Arrestata poi nel luglio 2011, il 31 luglio 2012 esce di prigione.Di nuovo in carcere nel 2015 e 2016, il 16 novembre 2021 viene arrestata mentre partecipava a una cerimonia commemorativa nella città di Karaj, in ricordo di Ebrahim Ketabdar, ucciso dalle forze dell’ordine durante le proteste di novembre 2019. Il 15 gennaio 2022 viene condannata a otto anni e due mesi di reclusione, due anni di esilio e 74 frustate. A Narges sono state negate le cure mediche secondo Amnesty International, nonostante soffra di una malattia polmonare.

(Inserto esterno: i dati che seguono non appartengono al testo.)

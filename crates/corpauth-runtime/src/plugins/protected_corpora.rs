//! Protected corpora listing plugin.
//!
//! Appends the corpora whose licence requires authorization, as listed by
//! the authorization database. Connection options default to the
//! `[database]` section and can be overridden per plugin:
//!
//! ```toml
//! [plugins.options.protected_corpora_db]
//! host = "authdb.internal"
//! licence_table = "auth.auth_license"
//! ```

use crate::config::DbConfig;
use crate::service::STORE_TIME_KEY;
use crate::store::{AuthorizationStore, DEFAULT_LICENCE_TABLE, PROTECTED_RESOURCES_SQL};
use corpauth_hook::{
    resolve_plugin_config_with, HandleNotFound, HookError, MountPoint, Plugin, RequestContext,
};
use serde::{Deserialize, Serialize};
use serde_json::json;
use std::sync::Arc;
use std::time::Instant;

/// Plugin name.
pub const NAME: &str = "protected_corpora_db";

/// Options of [`ProtectedCorporaPlugin`].
#[derive(Debug, Clone, PartialEq, Eq, Serialize, Deserialize)]
#[serde(default)]
pub struct ProtectedCorporaConfig {
    /// Server host.
    pub host: String,
    /// Server port.
    pub port: u16,
    /// Database name.
    pub name: String,
    /// User name.
    pub user: String,
    /// Password.
    pub password: String,
    /// Keep the connection open between requests.
    pub persistent: bool,
    /// Connect timeout in seconds.
    pub connect_timeout_secs: u64,
    /// Table holding corpus licences.
    pub licence_table: String,
    /// Listing statement; `{licence_table}` is substituted.
    pub list_sql: String,
}

impl Default for ProtectedCorporaConfig {
    fn default() -> Self {
        Self::from_database(&DbConfig::default())
    }
}

impl ProtectedCorporaConfig {
    /// Options inheriting the connection parameters of `db`.
    #[must_use]
    pub fn from_database(db: &DbConfig) -> Self {
        Self {
            host: db.host.clone(),
            port: db.port,
            name: db.name.clone(),
            user: db.user.clone(),
            password: db.password.clone(),
            persistent: db.persistent,
            connect_timeout_secs: db.connect_timeout_secs,
            licence_table: DEFAULT_LICENCE_TABLE.into(),
            list_sql: PROTECTED_RESOURCES_SQL.into(),
        }
    }

    /// Connection parameters.
    #[must_use]
    pub fn database(&self) -> DbConfig {
        DbConfig {
            host: self.host.clone(),
            port: self.port,
            name: self.name.clone(),
            user: self.user.clone(),
            password: self.password.clone(),
            persistent: self.persistent,
            connect_timeout_secs: self.connect_timeout_secs,
        }
    }
}

/// Adds store-listed protected corpora to `filter_protected_corpora`.
pub struct ProtectedCorporaPlugin {
    store: Arc<dyn AuthorizationStore>,
}

impl ProtectedCorporaPlugin {
    /// Creates the plugin over an existing store.
    #[must_use]
    pub fn with_store(store: Arc<dyn AuthorizationStore>) -> Self {
        Self { store }
    }

    /// Creates the plugin with its own PostgreSQL connection.
    ///
    /// No connection is opened until the first listing.
    ///
    /// # Errors
    ///
    /// [`HookError::InvalidConfig`] if `licence_table` is not an identifier.
    #[cfg(feature = "postgres")]
    pub fn connect(config: &ProtectedCorporaConfig) -> Result<Self, HookError> {
        use crate::store::{PgConnector, StoreAdapter};

        let db = config.database();
        let adapter = StoreAdapter::new(PgConnector::new(&db), db.persistent)
            .with_protected_sql(&config.list_sql, &config.licence_table)
            .map_err(|e| HookError::invalid_config(NAME, e.to_string()))?;
        Ok(Self::with_store(Arc::new(adapter)))
    }

    /// Without the `postgres` feature there is no backend to connect to.
    ///
    /// # Errors
    ///
    /// Always [`HookError::InvalidConfig`].
    #[cfg(not(feature = "postgres"))]
    pub fn connect(_config: &ProtectedCorporaConfig) -> Result<Self, HookError> {
        Err(HookError::invalid_config(
            NAME,
            "built without PostgreSQL support",
        ))
    }

    /// Creates the plugin from option overrides layered over `database`.
    ///
    /// # Errors
    ///
    /// See [`resolve_plugin_config_with`]. Without the `postgres` feature
    /// this always fails with [`HookError::InvalidConfig`].
    pub fn from_options(
        database: &DbConfig,
        overrides: Option<&toml::Table>,
        policy: HandleNotFound,
    ) -> Result<Self, HookError> {
        let config = resolve_plugin_config_with(
            NAME,
            ProtectedCorporaConfig::from_database(database),
            overrides,
            policy,
        )?;
        Self::connect(&config)
    }
}

impl std::fmt::Debug for ProtectedCorporaPlugin {
    fn fmt(&self, f: &mut std::fmt::Formatter<'_>) -> std::fmt::Result {
        f.debug_struct("ProtectedCorporaPlugin").finish_non_exhaustive()
    }
}

impl Plugin for ProtectedCorporaPlugin {
    fn name(&self) -> &str {
        NAME
    }

    fn mount_points(&self) -> &[MountPoint] {
        &[MountPoint::FilterProtectedCorpora]
    }

    fn filter_protected_corpora(
        &self,
        mut corpora: Vec<String>,
        ctx: &RequestContext,
    ) -> Result<Vec<String>, HookError> {
        let started = Instant::now();
        let listed = self.store.protected_resources();
        let ms = started.elapsed().as_secs_f64() * 1000.0;
        ctx.update(STORE_TIME_KEY, json!(0.0), |v| {
            json!(v.as_f64().unwrap_or(0.0) + ms)
        });
        let listed = listed?;
        tracing::debug!(request_id = %ctx.id(), count = listed.len(), "protected corpora listed");
        corpora.extend(listed);
        Ok(corpora)
    }
}
#[cfg(test)]
mod tests {
    use super::*;
    use crate::testing::MockPlugin;
    use corpauth_types::StoreError;
    use parking_lot::Mutex;
    use serde_json::json;
    use std::sync::Arc;

    fn journal() -> Arc<Mutex<Vec<String>>> {
        Arc::new(Mutex::new(Vec::new()))
    }

    fn appender(tag: &'static str) -> MockPlugin {
        MockPlugin::new(tag, &[MountPoint::FilterProtectedCorpora]).on_corpora(move |mut v| {
            v.push(tag.to_string());
            Ok(v)
        })
    }

    // ── Registration ─────────────────────────────────────────

    #[test]
    fn register_assigns_ranks_in_order() {
        let mut p = Pipeline::new();
        assert_eq!(p.register(Box::new(MockPlugin::all_points("a"))), Ok(0));
        assert_eq!(p.register(Box::new(MockPlugin::all_points("b"))), Ok(1));
        assert_eq!(p.plugin_names(), ["a", "b"]);
        assert_eq!(p.len(), 2);
    }

    #[test]
    fn duplicate_name_rejected() {
        let mut p = Pipeline::new();
        p.register(Box::new(MockPlugin::all_points("a"))).expect("first");
        let err = p
            .register(Box::new(MockPlugin::all_points("a")))
            .expect_err("duplicate");
        assert_eq!(err, HookError::DuplicatePlugin("a".into()));
        assert_eq!(p.len(), 1);
    }

    #[test]
    fn implementors_follow_declarations() {
        let mut p = Pipeline::new();
        p.register(Box::new(MockPlugin::new("log", &[MountPoint::Log])))
            .expect("register");
        p.register(Box::new(MockPlugin::all_points("all")))
            .expect("register");
        assert_eq!(p.implementors(MountPoint::Log), ["log", "all"]);
        assert_eq!(p.implementors(MountPoint::Enter), ["all"]);
    }

    #[test]
    fn duplicated_declaration_runs_once() {
        let mut p = Pipeline::new();
        let plugin = MockPlugin::new("twice", &[MountPoint::Enter, MountPoint::Enter]);
        let counter = plugin.call_count.clone();
        p.register(Box::new(plugin)).expect("register");
        p.begin(RequestArgs::new(), RequestEnv::new()).finish();
        assert_eq!(counter.load(std::sync::atomic::Ordering::SeqCst), 1);
    }

    // ── Filter composition ───────────────────────────────────

    #[test]
    fn filter_composes_in_registration_order() {
        let mut p = Pipeline::new();
        p.register(Box::new(appender("A"))).expect("register");
        p.register(Box::new(appender("B"))).expect("register");
        let scope = p.begin(RequestArgs::new(), RequestEnv::new());
        let out = p
            .filter_protected_corpora(vec!["X".into()], &scope)
            .expect("filter");
        assert_eq!(out, ["X", "A", "B"]);
    }

    #[test]
    fn removing_plugin_changes_result() {
        let mut p = Pipeline::new();
        p.register(Box::new(appender("A"))).expect("register");
        let scope = p.begin(RequestArgs::new(), RequestEnv::new());
        let out = p.filter_protected_corpora(vec![], &scope).expect("filter");
        assert_eq!(out, ["A"]);
    }

    #[test]
    fn filter_without_implementors_is_identity() {
        let p = Pipeline::new();
        let scope = p.begin(RequestArgs::new(), RequestEnv::new());
        let out = p.filter_result(json!({"k": 1}), &scope).expect("filter");
        assert_eq!(out, json!({"k": 1}));
        assert_eq!(scope.state(), RequestState::ResultFiltered);
    }

    #[test]
    fn non_implementor_not_called() {
        let mut p = Pipeline::new();
        let plugin = MockPlugin::new("enter-only", &[MountPoint::Enter]);
        let counter = plugin.call_count.clone();
        p.register(Box::new(plugin)).expect("register");
        let scope = p.begin(RequestArgs::new(), RequestEnv::new());
        p.filter_result(json!({}), &scope).expect("filter");
        p.log(
            &LogEntry::new(crate::LogLevel::Info, "c", "i", json!(null)),
            &scope,
        );
        scope.finish();
        assert_eq!(counter.load(std::sync::atomic::Ordering::SeqCst), 1);
    }

    #[test]
    fn filter_error_stops_chain() {
        let mut p = Pipeline::new();
        let failing = MockPlugin::new("db", &[MountPoint::FilterProtectedCorpora])
            .on_corpora(|_| Err(StoreError::connection("gone").into()));
        let after = appender("after");
        let after_calls = after.call_count.clone();
        p.register(Box::new(failing)).expect("register");
        p.register(Box::new(after)).expect("register");

        let scope = p.begin(RequestArgs::new(), RequestEnv::new());
        let err = p
            .filter_protected_corpora(vec![], &scope)
            .expect_err("should fail");
        assert!(err.as_store_error().is_some());
        assert_eq!(after_calls.load(std::sync::atomic::Ordering::SeqCst), 0);
    }

    // ── Lifecycle ────────────────────────────────────────────

    #[test]
    fn lifecycle_order_across_plugins() {
        let j = journal();
        let mut p = Pipeline::new();
        p.register(Box::new(MockPlugin::all_points("a").with_journal(j.clone())))
            .expect("register");
        p.register(Box::new(MockPlugin::all_points("b").with_journal(j.clone())))
            .expect("register");

        let scope = p.begin(RequestArgs::new(), RequestEnv::new());
        let args = p
            .filter_identity_postdata(RequestArgs::new(), &scope)
            .expect("postdata");
        assert_eq!(args, RequestArgs::new());
        p.filter_result(json!({}), &scope).expect("result");
        scope.finish();

        assert_eq!(
            *j.lock(),
            vec![
                "a:enter",
                "b:enter",
                "a:filter_identity_postdata",
                "b:filter_identity_postdata",
                "a:filter_result",
                "b:filter_result",
                "a:exit",
                "b:exit",
            ]
        );
    }

    #[test]
    fn states_progress_through_lifecycle() {
        let p = Pipeline::new();
        let scope = p.begin(RequestArgs::new(), RequestEnv::new());
        assert_eq!(scope.state(), RequestState::Entered);
        p.filter_identity_postdata(RequestArgs::new(), &scope)
            .expect("postdata");
        assert_eq!(scope.state(), RequestState::Resolving);
        p.filter_result(json!({}), &scope).expect("result");
        assert_eq!(scope.state(), RequestState::ResultFiltered);
    }

    #[test]
    fn drop_runs_exit_once() {
        let mut p = Pipeline::new();
        let plugin = MockPlugin::new("exit", &[MountPoint::Exit]);
        let counter = plugin.call_count.clone();
        p.register(Box::new(plugin)).expect("register");

        {
            let scope = p.begin(RequestArgs::new(), RequestEnv::new());
            scope.set("k", json!(1));
            // dropped without finish()
        }
        assert_eq!(counter.load(std::sync::atomic::Ordering::SeqCst), 1);

        p.begin(RequestArgs::new(), RequestEnv::new()).finish();
        assert_eq!(counter.load(std::sync::atomic::Ordering::SeqCst), 2);
    }

    #[test]
    fn exit_runs_when_resolution_fails() {
        fn failing_request(p: &Pipeline) -> Result<(), HookError> {
            let scope = p.begin(RequestArgs::new(), RequestEnv::new());
            p.filter_protected_corpora(vec![], &scope)?;
            scope.finish();
            Ok(())
        }

        let j = journal();
        let mut p = Pipeline::new();
        p.register(Box::new(
            MockPlugin::all_points("db")
                .with_journal(j.clone())
                .on_corpora(|_| {
                    Err(StoreError::Unavailable {
                        attempts: 2,
                        reason: "down".into(),
                    }
                    .into())
                }),
        ))
        .expect("register");

        assert!(failing_request(&p).is_err());
        assert_eq!(j.lock().last().map(String::as_str), Some("db:exit"));
    }

    #[test]
    fn scratch_released_at_exit() {
        struct Peek(Arc<Mutex<Option<usize>>>);
        impl Plugin for Peek {
            fn name(&self) -> &str {
                "peek"
            }
            fn mount_points(&self) -> &[MountPoint] {
                &[MountPoint::Enter, MountPoint::Exit]
            }
            fn enter(&self, ctx: &RequestContext) {
                ctx.set("peek.seen", json!(true));
            }
            fn exit(
                &self,
                _end: chrono::DateTime<Utc>,
                _elapsed: std::time::Duration,
                ctx: &RequestContext,
            ) {
                *self.0.lock() = Some(ctx.scratch_len());
            }
        }

        let seen = Arc::new(Mutex::new(None));
        let mut p = Pipeline::new();
        p.register(Box::new(Peek(seen.clone()))).expect("register");

        let scope = p.begin(RequestArgs::new(), RequestEnv::new());
        assert_eq!(scope.get("peek.seen"), Some(json!(true)));
        scope.finish();
        // Scratch was still visible during exit
        assert_eq!(*seen.lock(), Some(1));
    }

    #[test]
    fn concurrent_requests_do_not_share_scratch() {
        struct Tagger;
        impl Plugin for Tagger {
            fn name(&self) -> &str {
                "tagger"
            }
            fn mount_points(&self) -> &[MountPoint] {
                &[MountPoint::Enter, MountPoint::FilterResult]
            }
            fn enter(&self, ctx: &RequestContext) {
                ctx.set("tagger.user", json!(ctx.args().get("remote_user")));
            }
            fn filter_result(
                &self,
                mut result: Value,
                ctx: &RequestContext,
            ) -> Result<Value, HookError> {
                result["user"] = ctx.get("tagger.user").unwrap_or(Value::Null);
                Ok(result)
            }
        }

        let mut p = Pipeline::new();
        p.register(Box::new(Tagger)).expect("register");
        let p = Arc::new(p);

        let handles: Vec<_> = (0..8)
            .map(|i| {
                let p = Arc::clone(&p);
                std::thread::spawn(move || {
                    let user = format!("user{i}");
                    let scope =
                        p.begin(RequestArgs::new().with("remote_user", &user), RequestEnv::new());
                    let out = p.filter_result(json!({}), &scope).expect("result");
                    scope.finish();
                    (user, out)
                })
            })
            .collect();

        for h in handles {
            let (user, out) = h.join().expect("thread");
            assert_eq!(out["user"], json!(user));
        }
    }
}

L’Unione europea ha condannato la persecuzione contro Mohammadi, dichiarando: “l’UE invita l’Iran a rispettare gli obblighi derivanti dal diritto internazionale e a rilasciare urgentemente la signora Mohammadi, tenendo conto anche del deterioramento delle sue condizioni di salute”.

 

Un’assegnazione fatta in mezzo a 305 candidature, come rivelato a febbraio dal Comitato norvegese — a differenza degli altri premi, quello per la Pace viene attribuito a Oslo —, un terzo delle quali organizzazioni, mentre gli altri duecento erano nomi di persone.

Le candidature sono rimaste anonime, così come è tradizione da mezzo secolo, dunque non si conoscono con certezza le identità degli altri potenziali vincitori. Alcune nomine, tuttavia, sono trapelate nei mesi precedenti. Fra queste, Vladimir Kara-Murza e Alexei Navalny, oppositori del governo di Putin e per questo motivo incarcerati, l’attivista ambientale Greta Thunberg, ma anche la Corte internazionale di giustizia e la Corte europea dei diritti dell’uomo.

Ambiente, diritti degli indigeni e diritti umani in tempo di guerra: questi gli ambiti papabili in cui potevano essere scelti i candidati al premio di quest’anno.